Microrganismos mais isolados: hemocultura 
 S. aureus; Enterococcus sp. 
 Staphylococcus (coagulase negativa) 
 Streptococcus pneumoniae 
 Neisseria sp 
 Bacilos gram negativos: enterobactérias e não fermentadores de glicose 
 Leveduras: cândida 
Indicação para a hemocultura 
 Enfermidades febris agudas: meningite, pneumonia bacteriana. Tratamento imediato com antibiótico 
 Endocardite infeciosa 
 Febre de origem desconhecida 
 Neutropenia febril - <500 neutrofilos/mm³ 
 Infecções em transplantados 
 Qualquer suspeita clínica de bacteremia 
Endocardites 
 Endocardites agudas: válvulas cardíacas colonizadas por bactérias 
 Endocardites sub-agudas: válvulas previamente alteradas (febre reumática / má-formação congênita) 
 Endocardites associadas a próteses: colonização das próteses durante ou logo após cirurgia. 
Hemocultura 
 Amostras de sangue obtida de uma punção venosa que é inoculada em um ou mais frascos de 
hemocultura (cultura aerobiose, anaerobiose) 

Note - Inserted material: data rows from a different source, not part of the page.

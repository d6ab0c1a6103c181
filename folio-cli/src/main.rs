use anyhow::Result;
use clap::{Arg, ArgAction, Command};

mod config;
mod cmd {
    pub mod build;
    pub mod check;
    pub mod show;
    pub mod tags;
    pub mod watch;
}

fn cli() -> Command {
    Command::new("folio")
        .about("Turn a folder of markdown posts into a deterministic site index")
        .version(env!("CARGO_PKG_VERSION"))
        .subcommand_required(true)
        .arg_required_else_help(true)
        .arg(
            Arg::new("verbose")
                .short('v')
                .long("verbose")
                .help("Enable debug logging")
                .global(true)
                .action(ArgAction::SetTrue),
        )
        .subcommand(cmd::build::make_subcommand())
        .subcommand(cmd::check::make_subcommand())
        .subcommand(cmd::show::make_subcommand())
        .subcommand(cmd::tags::make_subcommand())
        .subcommand(cmd::watch::make_subcommand())
}

fn init_tracing(verbose: bool) -> Result<()> {
    let level = if verbose {
        tracing::Level::DEBUG
    } else {
        tracing::Level::INFO
    };

    let subscriber = tracing_subscriber::fmt()
        .with_env_filter(tracing_subscriber::EnvFilter::from_default_env().add_directive(level.into()))
        .with_writer(std::io::stderr)
        .finish();
    tracing::subscriber::set_global_default(subscriber)?;

    Ok(())
}

fn main() -> Result<()> {
    let matches = cli().get_matches();

    match matches.subcommand() {
        Some((name, args)) => {
            init_tracing(args.get_flag("verbose"))?;
            tracing::debug!("Running {name}");

            match name {
                "build" => cmd::build::execute(args),
                "check" => cmd::check::execute(args),
                "show" => cmd::show::execute(args),
                "tags" => cmd::tags::execute(args),
                "watch" => cmd::watch::execute(args),
                _ => unreachable!("unknown subcommand {name}"),
            }
        }
        None => unreachable!("a subcommand is required"),
    }
}
//! Longest-valid-chain rule
//!
//! The local chain is replaced only by a peer chain that is strictly longer
//! and passes validation. Equal lengths keep the incumbent.

use crate::consensus::validator::ChainValidator;
use crate::core::{Block, ChainSnapshot};

/// Outcome of a resolution pass
#[derive(Debug, Clone, PartialEq)]
pub struct Resolution {
    /// Whether a peer chain replaced the local one
    pub adopted: bool,
    /// The chain that should now be held locally
    pub chain: Vec<Block>,
}

#[derive(Debug, Clone, Copy, Default)]
pub struct ConsensusResolver {
    validator: ChainValidator,
}

impl ConsensusResolver {
    pub fn new(validator: ChainValidator) -> Self {
        Self { validator }
    }

    /// Pick the longest valid chain among the local chain and the candidates
    pub fn resolve(&self, local: Vec<Block>, peers: Vec<ChainSnapshot>) -> Resolution {
        let mut max_length = local.len();
        let mut new_chain: Option<Vec<Block>> = None;

        for snapshot in peers {
            if snapshot.length > max_length && self.validator.is_valid(&snapshot.chain) {
                max_length = snapshot.length;
                new_chain = Some(snapshot.chain);
            }
        }

        match new_chain {
            Some(chain) => Resolution {
                adopted: true,
                chain,
            },
            None => Resolution {
                adopted: false,
                chain: local,
            },
        }
    }
}
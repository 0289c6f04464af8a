//! Ledger implementation
//!
//! The ledger owns the local chain and the pool of pending transactions.
//! It is the only place either is mutated.

use crate::consensus::{ConsensusResolver, ProofOfWork};
use crate::core::block::{Block, ChainSnapshot};
use crate::core::transaction::Transaction;
use crate::crypto::hash_block;
use chrono::Utc;
use std::sync::Arc;
use tokio::sync::RwLock;
use tokio_util::sync::CancellationToken;

/// Ledger shared between the API, the miner and chain sync
pub type SharedLedger = Arc<RwLock<Ledger>>;

/// The local chain plus its pending-transaction pool
#[derive(Debug, Clone)]
pub struct Ledger {
    /// The chain of blocks; never empty
    chain: Vec<Block>,
    /// Transactions waiting for the next block
    current_transactions: Vec<Transaction>,
    /// Puzzle used when mining locally
    pow: ProofOfWork,
}

/// Current time as fractional seconds since the Unix epoch
fn now_seconds() -> f64 {
    Utc::now().timestamp_micros() as f64 / 1_000_000.0
}

impl Ledger {
    /// Create a new ledger holding only the genesis block
    pub fn new() -> Self {
        Self::with_pow(ProofOfWork::default())
    }

    /// Create a ledger that mines with a custom puzzle difficulty
    pub fn with_pow(pow: ProofOfWork) -> Self {
        Self {
            chain: vec![Block::genesis()],
            current_transactions: Vec::new(),
            pow,
        }
    }

    pub fn into_shared(self) -> SharedLedger {
        Arc::new(RwLock::new(self))
    }

    pub fn pow(&self) -> ProofOfWork {
        self.pow
    }

    /// Queue a transaction for the next block.
    ///
    /// Returns the index of the block that will hold it.
    pub fn new_transaction(&mut self, sender: &str, recipient: &str, amount: u64) -> u64 {
        self.current_transactions
            .push(Transaction::new(sender, recipient, amount));

        self.last_block().index + 1
    }

    /// Seal all pending transactions into a new block and append it
    pub fn new_block(&mut self, proof: u64, previous_hash: Option<String>) -> Block {
        let previous_hash = previous_hash.unwrap_or_else(|| hash_block(self.last_block()));

        let block = Block {
            index: self.chain.len() as u64 + 1,
            timestamp: now_seconds(),
            transactions: std::mem::take(&mut self.current_transactions),
            proof,
            previous_hash,
        };

        self.chain.push(block.clone());
        block
    }

    /// Get the latest block
    pub fn last_block(&self) -> &Block {
        // Constructors seed the genesis block and replacement chains are
        // validated, which rejects empty chains
        &self.chain[self.chain.len() - 1]
    }

    /// Mine and seal the next block synchronously on the calling thread.
    ///
    /// Returns `None` only if the proof space is exhausted.
    pub fn mine_block(&mut self) -> Option<Block> {
        let proof = self
            .pow
            .proof_of_work(self.last_block(), &CancellationToken::new())?;
        Some(self.new_block(proof, None))
    }

    pub fn chain(&self) -> &[Block] {
        &self.chain
    }

    pub fn len(&self) -> usize {
        self.chain.len()
    }

    pub fn is_empty(&self) -> bool {
        self.chain.is_empty()
    }

    pub fn pending_transactions(&self) -> &[Transaction] {
        &self.current_transactions
    }

    /// Copy of the chain in its wire shape
    pub fn snapshot(&self) -> ChainSnapshot {
        ChainSnapshot::new(self.chain.clone())
    }

    /// Run the resolver against `peers` and install the chain it selects.
    ///
    /// Returns whether the local chain was replaced.
    pub fn resolve_conflicts(
        &mut self,
        resolver: &ConsensusResolver,
        peers: Vec<ChainSnapshot>,
    ) -> bool {
        let local = std::mem::take(&mut self.chain);
        let resolution = resolver.resolve(local, peers);
        self.chain = resolution.chain;

        if resolution.adopted {
            log::info!(
                "Chain replaced by peer chain of {} blocks (tip {})",
                self.chain.len(),
                hash_block(self.last_block())
            );
        }

        resolution.adopted
    }
}

impl Default for Ledger {
    fn default() -> Self {
        Self::new()
    }
}
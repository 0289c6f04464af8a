//! Transaction record
//!
//! A transfer of `amount` from `sender` to `recipient`. Transactions carry no
//! identifier of their own: once sealed they are addressed by their position
//! inside a block.

use serde::{Deserialize, Serialize};

/// Sender used for the reward transaction a miner pays itself
pub const REWARD_SENDER: &str = "0";

/// Amount credited to a miner for sealing a block
pub const MINING_REWARD: u64 = 1;

/// A pending or sealed value transfer
#[derive(Debug, Clone, PartialEq, Eq, Serialize, Deserialize)]
pub struct Transaction {
    /// Address of the sender
    pub sender: String,
    /// Address of the recipient
    pub recipient: String,
    /// Amount transferred
    pub amount: u64,
}

impl Transaction {
    pub fn new(sender: &str, recipient: &str, amount: u64) -> Self {
        Self {
            sender: sender.to_string(),
            recipient: recipient.to_string(),
            amount,
        }
    }

    /// Create the reward transaction paid to a miner
    pub fn reward(miner: &str) -> Self {
        Self::new(REWARD_SENDER, miner, MINING_REWARD)
    }

    /// Whether this is a miner reward
    pub fn is_reward(&self) -> bool {
        self.sender == REWARD_SENDER
    }
}

#[cfg(test)]
mod tests {
    use super::*;

    #[test]
    fn test_reward_transaction() {
        let tx = Transaction::reward("node-1");
        assert!(tx.is_reward());
        assert_eq!(tx.recipient, "node-1");
        assert_eq!(tx.amount, MINING_REWARD);
        assert!(!Transaction::new("A", "B", 5).is_reward());
    }

    #[test]
    fn test_external_representation() {
        let tx = Transaction::new("A", "B", 5);
        let value = serde_json::to_value(&tx).unwrap();

        assert_eq!(value["sender"], "A");
        assert_eq!(value["recipient"], "B");
        assert_eq!(value["amount"], 5);
        assert_eq!(value.as_object().unwrap().len(), 3);
    }
}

 Importante para auxiliar no diagnóstico 
 Pacientes com hemocultura positivas apresentam probabilidade de óbito 12 vezes maior 
 Caso não haja recomendação: de 2 a 3 amostras de diferentes sitos 
 Volume do sangue: a proporção volume de sangue/meio de cultura depende do sistema, adulto: de 5 a 
10 ml/frasco, crianças: de 1 a 2 ml/frasco pediátrico, recém-nascido: de 0,5 a 1ml (punção única). A 
proporção sangue/meio de cultura é de 1:10. 
 
Sistemas automatizados 
 Monitoramento e agitação constantes 
 Meios de cultura – nutrientes marcados com carbono radioativo ou por quimiluminescência 
 Detectados assim que utilizados 
 Detecção precoce do crescimento 
Processamento 
 É rotinas de inspeção 
 Primeiro dia: incubar os frascos à35-37 graus, observar por 24 a 48 horas, mínimo de 7 dias de incubação 
e agitação moderada, terá presença de turbidez ou turvação, hemólise e produção de gás. 
Hemocultura positiva 
 Deve ser comunicada imediatamente ao médico 
 Disponha dos resultados dos esfregaços corados pelo gram 
 Bactéria isola: realizar antibiograma e ajustar o regime antibiótico específico 
 Evidência de crescimento: pegar o conteúdo do frasco homogeneizado, descontaminar a parte externa 
da rolha de borracha e aspirar com agulha e seringa cerca de 1 ml. 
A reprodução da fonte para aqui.